[[ RECORDS SUPPLIED, beginning ]]
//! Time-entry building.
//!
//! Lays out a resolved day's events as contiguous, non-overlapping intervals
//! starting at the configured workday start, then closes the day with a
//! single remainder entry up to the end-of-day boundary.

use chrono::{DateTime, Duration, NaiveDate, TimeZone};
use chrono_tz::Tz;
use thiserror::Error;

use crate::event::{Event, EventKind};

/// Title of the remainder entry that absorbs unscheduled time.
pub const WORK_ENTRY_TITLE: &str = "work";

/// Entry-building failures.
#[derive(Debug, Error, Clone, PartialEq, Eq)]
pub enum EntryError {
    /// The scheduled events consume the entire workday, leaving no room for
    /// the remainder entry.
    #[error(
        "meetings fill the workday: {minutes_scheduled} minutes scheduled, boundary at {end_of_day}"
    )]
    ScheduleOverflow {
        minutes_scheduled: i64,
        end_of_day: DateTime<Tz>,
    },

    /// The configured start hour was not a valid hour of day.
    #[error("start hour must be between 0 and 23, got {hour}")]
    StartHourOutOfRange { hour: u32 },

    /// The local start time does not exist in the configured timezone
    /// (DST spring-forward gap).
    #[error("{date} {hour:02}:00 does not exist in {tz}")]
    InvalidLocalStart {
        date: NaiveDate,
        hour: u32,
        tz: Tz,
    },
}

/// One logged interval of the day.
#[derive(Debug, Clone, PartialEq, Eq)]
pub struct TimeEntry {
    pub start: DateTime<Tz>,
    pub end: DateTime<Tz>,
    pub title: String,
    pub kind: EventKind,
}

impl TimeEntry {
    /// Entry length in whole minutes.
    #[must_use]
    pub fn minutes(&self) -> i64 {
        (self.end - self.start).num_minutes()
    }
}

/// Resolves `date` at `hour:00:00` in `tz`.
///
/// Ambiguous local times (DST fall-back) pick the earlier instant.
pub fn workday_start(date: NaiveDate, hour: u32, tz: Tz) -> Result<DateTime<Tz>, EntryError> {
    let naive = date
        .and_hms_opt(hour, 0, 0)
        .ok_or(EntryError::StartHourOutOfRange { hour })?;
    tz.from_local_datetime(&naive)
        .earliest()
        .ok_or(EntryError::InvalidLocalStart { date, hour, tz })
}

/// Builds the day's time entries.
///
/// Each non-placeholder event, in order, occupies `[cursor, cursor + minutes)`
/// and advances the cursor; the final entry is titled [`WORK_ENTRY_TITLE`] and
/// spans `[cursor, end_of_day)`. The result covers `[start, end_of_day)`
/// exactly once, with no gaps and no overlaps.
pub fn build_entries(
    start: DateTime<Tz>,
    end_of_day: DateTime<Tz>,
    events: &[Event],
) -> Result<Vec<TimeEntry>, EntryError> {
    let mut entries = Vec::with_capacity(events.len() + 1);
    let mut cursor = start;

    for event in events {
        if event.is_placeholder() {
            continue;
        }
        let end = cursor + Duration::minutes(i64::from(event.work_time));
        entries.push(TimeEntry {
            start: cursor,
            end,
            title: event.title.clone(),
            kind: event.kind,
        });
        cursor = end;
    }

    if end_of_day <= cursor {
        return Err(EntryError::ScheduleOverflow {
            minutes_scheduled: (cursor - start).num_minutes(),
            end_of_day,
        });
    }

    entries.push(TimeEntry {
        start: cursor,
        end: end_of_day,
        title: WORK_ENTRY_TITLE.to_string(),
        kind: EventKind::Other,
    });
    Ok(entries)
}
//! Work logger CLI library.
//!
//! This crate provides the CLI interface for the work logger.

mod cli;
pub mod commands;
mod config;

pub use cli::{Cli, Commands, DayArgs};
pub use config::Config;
[[ RECORDS SUPPLIED, end ]]
[[ RECORDS SUPPLIED, beginning ]]
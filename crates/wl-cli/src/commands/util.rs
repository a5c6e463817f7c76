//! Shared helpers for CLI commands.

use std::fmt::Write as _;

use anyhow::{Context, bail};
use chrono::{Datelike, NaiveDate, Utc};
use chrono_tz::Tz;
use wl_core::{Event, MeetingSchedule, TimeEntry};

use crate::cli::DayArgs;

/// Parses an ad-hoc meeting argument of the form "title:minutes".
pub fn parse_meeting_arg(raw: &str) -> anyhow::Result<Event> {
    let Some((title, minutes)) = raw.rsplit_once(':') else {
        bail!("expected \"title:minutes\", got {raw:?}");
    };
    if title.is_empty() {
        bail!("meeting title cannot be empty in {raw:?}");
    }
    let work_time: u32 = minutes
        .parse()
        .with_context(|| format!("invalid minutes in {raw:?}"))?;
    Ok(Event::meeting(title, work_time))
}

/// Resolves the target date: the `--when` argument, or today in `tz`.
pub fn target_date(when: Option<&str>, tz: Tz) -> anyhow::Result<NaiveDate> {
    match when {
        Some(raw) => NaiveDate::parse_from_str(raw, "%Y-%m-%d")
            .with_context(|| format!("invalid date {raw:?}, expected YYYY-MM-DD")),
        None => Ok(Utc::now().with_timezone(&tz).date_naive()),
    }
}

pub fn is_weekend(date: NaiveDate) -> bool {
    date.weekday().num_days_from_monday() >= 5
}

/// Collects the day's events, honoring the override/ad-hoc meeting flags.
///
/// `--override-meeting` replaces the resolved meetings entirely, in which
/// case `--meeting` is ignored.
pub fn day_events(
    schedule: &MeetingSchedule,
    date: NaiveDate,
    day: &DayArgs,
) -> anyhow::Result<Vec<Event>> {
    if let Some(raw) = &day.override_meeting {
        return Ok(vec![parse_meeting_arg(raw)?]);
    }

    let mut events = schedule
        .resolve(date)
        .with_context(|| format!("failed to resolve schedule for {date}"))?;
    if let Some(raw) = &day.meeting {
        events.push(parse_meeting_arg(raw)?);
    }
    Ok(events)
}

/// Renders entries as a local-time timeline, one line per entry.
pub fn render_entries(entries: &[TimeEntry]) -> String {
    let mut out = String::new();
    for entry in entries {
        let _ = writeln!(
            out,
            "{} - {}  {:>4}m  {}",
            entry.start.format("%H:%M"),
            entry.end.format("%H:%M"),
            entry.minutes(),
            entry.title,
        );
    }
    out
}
[[ RECORDS SUPPLIED, end ]]
**DESCRIPTION OF THE TASK:** Copy only this part of the entries above: the line with "mod config;", the line with "pub use config::Config;", and the lines between, all exactly as written.

**RESULT OF THE TASK:**
mod config;

pub use cli::{Cli, Commands, DayArgs};
pub use config::Config;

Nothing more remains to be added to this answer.